> **WHAT THE TASK ASKS**
From the records below, transcribe exactly the lines that begin at the line with "pub fn with_search_columns(mut" and end at the line with "self.fetch_timeout = timeout;", both included.

(Stored data entries)

• • • •

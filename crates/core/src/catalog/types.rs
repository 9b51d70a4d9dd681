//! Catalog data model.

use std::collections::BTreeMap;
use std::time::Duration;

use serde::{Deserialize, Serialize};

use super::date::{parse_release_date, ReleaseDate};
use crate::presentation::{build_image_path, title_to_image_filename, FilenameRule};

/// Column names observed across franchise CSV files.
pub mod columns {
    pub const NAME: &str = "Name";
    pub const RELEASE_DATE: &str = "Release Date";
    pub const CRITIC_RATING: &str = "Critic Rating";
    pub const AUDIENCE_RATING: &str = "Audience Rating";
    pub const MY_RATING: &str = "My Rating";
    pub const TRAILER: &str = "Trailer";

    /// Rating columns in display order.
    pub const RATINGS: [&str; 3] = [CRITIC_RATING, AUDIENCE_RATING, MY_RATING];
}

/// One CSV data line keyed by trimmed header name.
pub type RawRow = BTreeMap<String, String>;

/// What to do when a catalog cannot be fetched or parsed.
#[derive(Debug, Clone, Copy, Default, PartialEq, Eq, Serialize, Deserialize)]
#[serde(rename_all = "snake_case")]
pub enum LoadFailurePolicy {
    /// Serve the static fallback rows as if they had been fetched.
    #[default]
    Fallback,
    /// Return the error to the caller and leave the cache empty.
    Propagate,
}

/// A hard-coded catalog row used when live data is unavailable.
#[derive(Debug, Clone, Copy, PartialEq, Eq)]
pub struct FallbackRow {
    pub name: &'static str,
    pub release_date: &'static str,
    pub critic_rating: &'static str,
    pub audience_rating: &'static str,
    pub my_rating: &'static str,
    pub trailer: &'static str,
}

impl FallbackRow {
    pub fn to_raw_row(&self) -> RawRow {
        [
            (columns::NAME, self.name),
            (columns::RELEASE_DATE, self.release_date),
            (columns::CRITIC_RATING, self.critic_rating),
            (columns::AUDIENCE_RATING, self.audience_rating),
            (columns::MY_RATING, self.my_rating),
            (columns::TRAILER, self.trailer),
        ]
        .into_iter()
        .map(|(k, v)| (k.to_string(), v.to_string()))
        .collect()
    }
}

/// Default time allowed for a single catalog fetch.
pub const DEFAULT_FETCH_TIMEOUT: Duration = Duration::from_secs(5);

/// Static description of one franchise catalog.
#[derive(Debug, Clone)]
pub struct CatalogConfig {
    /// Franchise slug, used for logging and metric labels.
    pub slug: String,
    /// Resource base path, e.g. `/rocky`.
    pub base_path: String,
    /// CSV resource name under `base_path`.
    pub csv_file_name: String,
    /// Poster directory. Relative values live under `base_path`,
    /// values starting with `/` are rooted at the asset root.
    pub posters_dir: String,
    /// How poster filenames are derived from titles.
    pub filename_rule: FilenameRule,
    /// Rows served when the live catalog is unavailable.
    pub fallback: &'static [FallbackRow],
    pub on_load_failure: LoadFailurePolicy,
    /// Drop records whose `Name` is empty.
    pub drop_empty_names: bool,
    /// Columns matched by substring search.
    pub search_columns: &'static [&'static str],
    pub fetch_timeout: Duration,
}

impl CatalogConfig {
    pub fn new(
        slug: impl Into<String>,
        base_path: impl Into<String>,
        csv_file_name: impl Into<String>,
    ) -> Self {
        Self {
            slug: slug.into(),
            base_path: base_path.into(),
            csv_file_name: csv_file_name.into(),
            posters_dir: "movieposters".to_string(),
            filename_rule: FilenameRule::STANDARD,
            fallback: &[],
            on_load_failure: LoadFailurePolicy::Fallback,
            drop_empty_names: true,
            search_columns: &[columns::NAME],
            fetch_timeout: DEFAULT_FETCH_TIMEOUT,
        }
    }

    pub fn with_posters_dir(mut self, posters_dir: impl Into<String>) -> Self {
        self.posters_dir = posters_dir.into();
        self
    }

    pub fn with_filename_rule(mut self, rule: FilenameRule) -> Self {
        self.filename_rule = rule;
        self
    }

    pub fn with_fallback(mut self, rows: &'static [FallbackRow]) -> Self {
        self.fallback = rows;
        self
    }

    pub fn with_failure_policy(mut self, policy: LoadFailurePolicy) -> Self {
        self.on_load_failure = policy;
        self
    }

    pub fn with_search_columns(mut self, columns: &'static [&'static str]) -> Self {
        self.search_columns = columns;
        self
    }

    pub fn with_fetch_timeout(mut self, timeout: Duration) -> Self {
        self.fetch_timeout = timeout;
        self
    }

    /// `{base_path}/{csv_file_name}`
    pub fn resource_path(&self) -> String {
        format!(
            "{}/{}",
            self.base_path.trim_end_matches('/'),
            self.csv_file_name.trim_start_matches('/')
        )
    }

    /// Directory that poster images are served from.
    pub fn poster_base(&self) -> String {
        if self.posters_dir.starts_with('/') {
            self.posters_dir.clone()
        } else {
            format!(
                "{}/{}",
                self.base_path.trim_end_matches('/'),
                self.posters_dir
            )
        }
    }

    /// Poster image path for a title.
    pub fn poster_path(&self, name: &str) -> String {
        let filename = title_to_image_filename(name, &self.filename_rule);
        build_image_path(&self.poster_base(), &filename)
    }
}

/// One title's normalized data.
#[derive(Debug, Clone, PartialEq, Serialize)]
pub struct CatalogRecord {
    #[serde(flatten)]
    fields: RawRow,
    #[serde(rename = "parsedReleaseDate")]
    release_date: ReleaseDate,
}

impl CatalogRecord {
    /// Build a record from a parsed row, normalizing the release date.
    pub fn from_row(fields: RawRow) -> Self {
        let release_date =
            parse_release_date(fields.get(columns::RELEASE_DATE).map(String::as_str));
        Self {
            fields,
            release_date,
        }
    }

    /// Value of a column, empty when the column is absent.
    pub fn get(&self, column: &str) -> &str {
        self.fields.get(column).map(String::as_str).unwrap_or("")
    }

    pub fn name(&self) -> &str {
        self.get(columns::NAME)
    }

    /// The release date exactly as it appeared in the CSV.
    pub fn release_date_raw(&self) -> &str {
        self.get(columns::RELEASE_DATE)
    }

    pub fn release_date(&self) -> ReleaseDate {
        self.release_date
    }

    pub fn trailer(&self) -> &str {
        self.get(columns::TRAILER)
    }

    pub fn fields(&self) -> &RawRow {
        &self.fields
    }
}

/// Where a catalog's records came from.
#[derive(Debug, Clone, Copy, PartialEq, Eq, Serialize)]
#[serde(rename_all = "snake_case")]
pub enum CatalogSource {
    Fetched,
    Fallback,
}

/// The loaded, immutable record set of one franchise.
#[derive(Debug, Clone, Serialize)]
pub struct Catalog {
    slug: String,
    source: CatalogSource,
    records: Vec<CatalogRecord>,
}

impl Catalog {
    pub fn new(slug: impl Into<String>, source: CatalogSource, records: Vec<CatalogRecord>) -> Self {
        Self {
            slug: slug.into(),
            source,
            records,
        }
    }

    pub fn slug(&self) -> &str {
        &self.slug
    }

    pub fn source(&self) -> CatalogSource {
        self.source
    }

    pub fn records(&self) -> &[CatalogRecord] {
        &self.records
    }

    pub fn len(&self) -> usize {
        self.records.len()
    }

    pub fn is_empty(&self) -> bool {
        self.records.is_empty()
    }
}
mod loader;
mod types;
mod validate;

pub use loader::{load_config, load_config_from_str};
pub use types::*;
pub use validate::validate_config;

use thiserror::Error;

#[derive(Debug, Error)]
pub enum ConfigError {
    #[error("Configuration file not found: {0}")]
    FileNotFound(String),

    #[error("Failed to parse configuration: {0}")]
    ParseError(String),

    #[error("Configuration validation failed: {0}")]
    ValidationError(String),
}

• • • •

> **WRITTEN RESPONSE**
    pub fn with_search_columns(mut self, columns: &'static [&'static str]) -> Self {
        self.search_columns = columns;
        self
    }

    pub fn with_fetch_timeout(mut self, timeout: Duration) -> Self {
        self.fetch_timeout = timeout;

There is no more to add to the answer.